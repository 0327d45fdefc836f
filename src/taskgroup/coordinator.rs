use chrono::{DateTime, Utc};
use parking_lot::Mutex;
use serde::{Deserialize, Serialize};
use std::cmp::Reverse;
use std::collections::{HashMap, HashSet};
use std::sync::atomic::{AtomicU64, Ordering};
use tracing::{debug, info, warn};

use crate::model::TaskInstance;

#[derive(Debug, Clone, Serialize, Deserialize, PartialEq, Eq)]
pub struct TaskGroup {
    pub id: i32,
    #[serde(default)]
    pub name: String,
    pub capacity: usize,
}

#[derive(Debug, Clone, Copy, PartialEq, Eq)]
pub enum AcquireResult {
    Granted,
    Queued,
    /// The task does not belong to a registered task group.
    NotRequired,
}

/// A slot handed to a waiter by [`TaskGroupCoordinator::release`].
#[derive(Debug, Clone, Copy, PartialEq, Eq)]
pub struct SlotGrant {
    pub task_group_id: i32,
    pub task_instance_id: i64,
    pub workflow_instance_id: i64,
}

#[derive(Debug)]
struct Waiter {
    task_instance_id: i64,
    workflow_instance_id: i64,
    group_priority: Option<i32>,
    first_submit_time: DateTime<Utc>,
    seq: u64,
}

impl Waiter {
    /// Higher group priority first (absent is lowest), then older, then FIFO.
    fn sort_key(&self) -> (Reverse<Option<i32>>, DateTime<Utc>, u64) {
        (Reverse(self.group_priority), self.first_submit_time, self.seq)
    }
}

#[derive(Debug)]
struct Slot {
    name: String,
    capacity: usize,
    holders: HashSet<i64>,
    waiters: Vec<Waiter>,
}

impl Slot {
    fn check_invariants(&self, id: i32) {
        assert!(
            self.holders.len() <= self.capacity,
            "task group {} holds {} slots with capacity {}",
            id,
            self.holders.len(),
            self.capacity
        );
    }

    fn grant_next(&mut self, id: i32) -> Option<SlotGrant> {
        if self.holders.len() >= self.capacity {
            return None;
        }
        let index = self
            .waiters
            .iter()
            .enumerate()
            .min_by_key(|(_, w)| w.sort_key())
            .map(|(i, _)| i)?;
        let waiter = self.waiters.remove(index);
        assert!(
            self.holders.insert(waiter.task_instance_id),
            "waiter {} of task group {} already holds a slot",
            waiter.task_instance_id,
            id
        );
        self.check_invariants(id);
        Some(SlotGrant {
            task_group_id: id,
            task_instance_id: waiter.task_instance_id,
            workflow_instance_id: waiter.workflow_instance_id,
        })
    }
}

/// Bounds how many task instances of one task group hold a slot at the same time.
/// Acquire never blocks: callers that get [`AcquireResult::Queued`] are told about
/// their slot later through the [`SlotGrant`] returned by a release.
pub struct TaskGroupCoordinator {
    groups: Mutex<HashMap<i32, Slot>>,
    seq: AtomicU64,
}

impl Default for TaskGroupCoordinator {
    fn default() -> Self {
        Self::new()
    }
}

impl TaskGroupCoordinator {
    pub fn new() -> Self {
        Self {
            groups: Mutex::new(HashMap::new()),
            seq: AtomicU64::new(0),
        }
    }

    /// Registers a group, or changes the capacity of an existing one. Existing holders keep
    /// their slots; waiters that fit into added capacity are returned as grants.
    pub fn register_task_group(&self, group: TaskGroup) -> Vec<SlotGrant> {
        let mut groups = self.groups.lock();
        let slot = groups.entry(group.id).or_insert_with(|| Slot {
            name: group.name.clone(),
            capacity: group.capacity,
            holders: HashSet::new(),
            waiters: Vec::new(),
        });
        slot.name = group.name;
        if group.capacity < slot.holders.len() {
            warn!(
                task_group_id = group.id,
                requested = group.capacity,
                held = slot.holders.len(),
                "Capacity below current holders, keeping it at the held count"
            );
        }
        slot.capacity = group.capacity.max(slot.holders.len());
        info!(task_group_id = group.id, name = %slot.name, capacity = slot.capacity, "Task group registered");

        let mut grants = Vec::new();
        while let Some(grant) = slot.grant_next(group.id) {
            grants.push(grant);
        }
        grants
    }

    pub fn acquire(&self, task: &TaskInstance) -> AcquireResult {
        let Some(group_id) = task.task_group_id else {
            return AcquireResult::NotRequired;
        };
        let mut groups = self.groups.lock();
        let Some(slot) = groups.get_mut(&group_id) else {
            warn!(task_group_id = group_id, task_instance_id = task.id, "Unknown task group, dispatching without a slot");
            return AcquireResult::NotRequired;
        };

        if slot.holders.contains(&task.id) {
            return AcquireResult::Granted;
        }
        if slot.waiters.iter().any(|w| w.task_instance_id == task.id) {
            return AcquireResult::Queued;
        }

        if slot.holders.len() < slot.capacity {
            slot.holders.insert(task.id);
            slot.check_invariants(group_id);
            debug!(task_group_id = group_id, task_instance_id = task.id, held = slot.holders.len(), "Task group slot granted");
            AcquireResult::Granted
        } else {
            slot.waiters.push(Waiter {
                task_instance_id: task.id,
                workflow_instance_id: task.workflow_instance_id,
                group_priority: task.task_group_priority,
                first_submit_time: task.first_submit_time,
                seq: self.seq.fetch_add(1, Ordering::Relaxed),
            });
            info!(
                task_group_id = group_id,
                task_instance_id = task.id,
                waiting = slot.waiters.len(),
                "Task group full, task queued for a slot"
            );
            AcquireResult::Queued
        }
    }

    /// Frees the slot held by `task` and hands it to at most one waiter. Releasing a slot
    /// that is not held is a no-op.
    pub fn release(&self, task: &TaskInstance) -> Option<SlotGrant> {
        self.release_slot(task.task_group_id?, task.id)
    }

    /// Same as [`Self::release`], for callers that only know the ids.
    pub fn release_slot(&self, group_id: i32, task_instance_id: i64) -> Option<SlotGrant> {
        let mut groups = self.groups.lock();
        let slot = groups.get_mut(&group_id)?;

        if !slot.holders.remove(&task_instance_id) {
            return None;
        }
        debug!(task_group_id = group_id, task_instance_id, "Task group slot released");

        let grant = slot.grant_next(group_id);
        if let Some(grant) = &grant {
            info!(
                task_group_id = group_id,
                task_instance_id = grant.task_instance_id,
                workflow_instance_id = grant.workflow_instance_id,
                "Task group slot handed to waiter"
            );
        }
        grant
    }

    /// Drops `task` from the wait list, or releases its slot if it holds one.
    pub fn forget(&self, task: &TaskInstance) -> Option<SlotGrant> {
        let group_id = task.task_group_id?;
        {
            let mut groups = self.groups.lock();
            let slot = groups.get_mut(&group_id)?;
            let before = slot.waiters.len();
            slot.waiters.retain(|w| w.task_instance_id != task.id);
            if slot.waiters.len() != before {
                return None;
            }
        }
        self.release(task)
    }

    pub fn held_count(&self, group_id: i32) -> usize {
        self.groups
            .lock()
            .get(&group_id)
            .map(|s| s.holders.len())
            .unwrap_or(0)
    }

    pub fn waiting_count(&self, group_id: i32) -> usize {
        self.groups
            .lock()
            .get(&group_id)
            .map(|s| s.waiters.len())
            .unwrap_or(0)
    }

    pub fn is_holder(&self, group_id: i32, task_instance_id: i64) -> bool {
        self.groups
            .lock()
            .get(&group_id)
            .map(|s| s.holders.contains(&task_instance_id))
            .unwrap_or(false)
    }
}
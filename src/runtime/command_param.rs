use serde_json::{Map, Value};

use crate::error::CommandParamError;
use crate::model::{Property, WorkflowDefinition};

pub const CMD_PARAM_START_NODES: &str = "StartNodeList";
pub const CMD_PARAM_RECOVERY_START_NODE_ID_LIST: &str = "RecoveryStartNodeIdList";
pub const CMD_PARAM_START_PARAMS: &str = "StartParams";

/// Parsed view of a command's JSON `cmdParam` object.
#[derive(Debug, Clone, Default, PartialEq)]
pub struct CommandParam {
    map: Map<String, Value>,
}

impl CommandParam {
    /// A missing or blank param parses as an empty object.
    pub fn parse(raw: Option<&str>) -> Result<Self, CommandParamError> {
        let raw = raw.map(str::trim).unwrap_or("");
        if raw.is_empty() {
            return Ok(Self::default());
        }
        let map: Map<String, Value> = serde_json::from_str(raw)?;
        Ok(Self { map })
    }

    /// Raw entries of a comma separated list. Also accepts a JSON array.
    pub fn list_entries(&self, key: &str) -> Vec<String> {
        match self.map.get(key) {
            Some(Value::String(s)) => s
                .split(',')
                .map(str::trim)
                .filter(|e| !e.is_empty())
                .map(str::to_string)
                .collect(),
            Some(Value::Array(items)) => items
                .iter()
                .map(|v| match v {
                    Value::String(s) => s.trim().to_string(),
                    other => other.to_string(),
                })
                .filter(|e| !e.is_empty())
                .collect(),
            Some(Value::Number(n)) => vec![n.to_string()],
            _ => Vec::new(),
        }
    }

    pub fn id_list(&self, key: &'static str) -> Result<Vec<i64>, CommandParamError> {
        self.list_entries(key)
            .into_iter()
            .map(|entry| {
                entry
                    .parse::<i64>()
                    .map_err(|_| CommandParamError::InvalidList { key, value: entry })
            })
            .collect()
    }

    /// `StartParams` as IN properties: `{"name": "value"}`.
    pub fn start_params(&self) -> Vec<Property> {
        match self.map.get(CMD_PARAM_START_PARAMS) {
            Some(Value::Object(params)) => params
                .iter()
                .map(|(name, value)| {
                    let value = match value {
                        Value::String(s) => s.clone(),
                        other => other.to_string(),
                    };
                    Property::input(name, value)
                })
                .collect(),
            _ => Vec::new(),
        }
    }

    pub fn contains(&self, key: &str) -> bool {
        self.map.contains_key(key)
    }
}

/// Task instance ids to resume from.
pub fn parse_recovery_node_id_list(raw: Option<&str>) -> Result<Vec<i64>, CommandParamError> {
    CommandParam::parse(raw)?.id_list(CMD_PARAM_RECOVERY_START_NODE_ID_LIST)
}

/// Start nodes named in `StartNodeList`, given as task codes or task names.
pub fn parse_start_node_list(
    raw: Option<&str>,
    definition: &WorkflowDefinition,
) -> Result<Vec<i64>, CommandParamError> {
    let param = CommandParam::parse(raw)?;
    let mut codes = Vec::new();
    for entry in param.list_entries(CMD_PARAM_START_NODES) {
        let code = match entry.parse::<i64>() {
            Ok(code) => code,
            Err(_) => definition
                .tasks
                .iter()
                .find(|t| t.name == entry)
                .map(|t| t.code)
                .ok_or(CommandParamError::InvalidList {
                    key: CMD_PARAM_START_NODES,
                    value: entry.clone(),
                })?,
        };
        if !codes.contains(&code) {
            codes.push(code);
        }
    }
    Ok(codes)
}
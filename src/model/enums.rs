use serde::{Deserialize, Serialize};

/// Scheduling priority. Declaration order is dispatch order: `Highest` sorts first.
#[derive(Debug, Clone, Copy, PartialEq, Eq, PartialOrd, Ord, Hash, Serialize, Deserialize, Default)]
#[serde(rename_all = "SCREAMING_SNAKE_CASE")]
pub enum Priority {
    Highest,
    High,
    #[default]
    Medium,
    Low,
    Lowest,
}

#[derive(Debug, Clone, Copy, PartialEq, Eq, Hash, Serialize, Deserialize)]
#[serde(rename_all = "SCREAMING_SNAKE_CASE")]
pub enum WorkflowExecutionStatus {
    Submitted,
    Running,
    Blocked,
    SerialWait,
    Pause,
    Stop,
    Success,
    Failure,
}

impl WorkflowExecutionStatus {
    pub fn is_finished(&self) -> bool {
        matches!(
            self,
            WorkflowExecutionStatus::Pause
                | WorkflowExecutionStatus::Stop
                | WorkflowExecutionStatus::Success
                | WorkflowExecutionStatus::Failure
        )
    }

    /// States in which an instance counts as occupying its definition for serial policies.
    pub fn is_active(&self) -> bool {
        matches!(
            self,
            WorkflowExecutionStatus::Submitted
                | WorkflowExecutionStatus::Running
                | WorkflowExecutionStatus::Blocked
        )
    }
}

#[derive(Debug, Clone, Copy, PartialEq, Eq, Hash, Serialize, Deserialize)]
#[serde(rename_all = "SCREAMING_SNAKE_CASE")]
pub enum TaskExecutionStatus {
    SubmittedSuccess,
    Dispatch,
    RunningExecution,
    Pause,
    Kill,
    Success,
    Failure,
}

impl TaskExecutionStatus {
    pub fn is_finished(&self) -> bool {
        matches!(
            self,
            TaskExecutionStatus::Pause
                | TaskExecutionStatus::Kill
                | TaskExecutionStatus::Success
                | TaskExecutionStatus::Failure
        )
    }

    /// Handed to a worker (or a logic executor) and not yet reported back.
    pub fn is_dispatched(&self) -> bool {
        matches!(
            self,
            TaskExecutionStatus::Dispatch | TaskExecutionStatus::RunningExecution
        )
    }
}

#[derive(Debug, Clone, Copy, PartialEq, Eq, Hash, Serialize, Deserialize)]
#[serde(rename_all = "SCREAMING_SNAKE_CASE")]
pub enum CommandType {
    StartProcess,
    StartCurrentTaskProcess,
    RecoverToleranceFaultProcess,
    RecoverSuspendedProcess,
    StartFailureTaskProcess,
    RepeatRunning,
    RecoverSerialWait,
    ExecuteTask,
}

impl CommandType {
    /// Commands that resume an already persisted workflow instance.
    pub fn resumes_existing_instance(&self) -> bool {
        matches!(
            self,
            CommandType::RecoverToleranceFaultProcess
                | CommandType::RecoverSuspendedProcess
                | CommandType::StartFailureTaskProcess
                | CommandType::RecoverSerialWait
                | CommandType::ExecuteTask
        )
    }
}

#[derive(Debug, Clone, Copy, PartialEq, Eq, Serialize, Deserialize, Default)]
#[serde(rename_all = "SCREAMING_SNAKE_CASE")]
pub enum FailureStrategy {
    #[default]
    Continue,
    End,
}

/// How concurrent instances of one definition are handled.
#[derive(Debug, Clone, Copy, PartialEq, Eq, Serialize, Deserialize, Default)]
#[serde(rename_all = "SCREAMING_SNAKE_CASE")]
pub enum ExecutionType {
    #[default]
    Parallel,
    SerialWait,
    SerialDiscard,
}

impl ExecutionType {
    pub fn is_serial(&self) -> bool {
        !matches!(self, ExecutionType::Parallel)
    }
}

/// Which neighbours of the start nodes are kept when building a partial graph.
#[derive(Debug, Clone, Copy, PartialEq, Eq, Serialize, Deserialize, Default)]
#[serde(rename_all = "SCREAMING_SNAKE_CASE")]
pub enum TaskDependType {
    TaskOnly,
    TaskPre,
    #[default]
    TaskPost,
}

____________

Within the listing above, work out the number of lines that hold "HashMap", and give that number alone.

3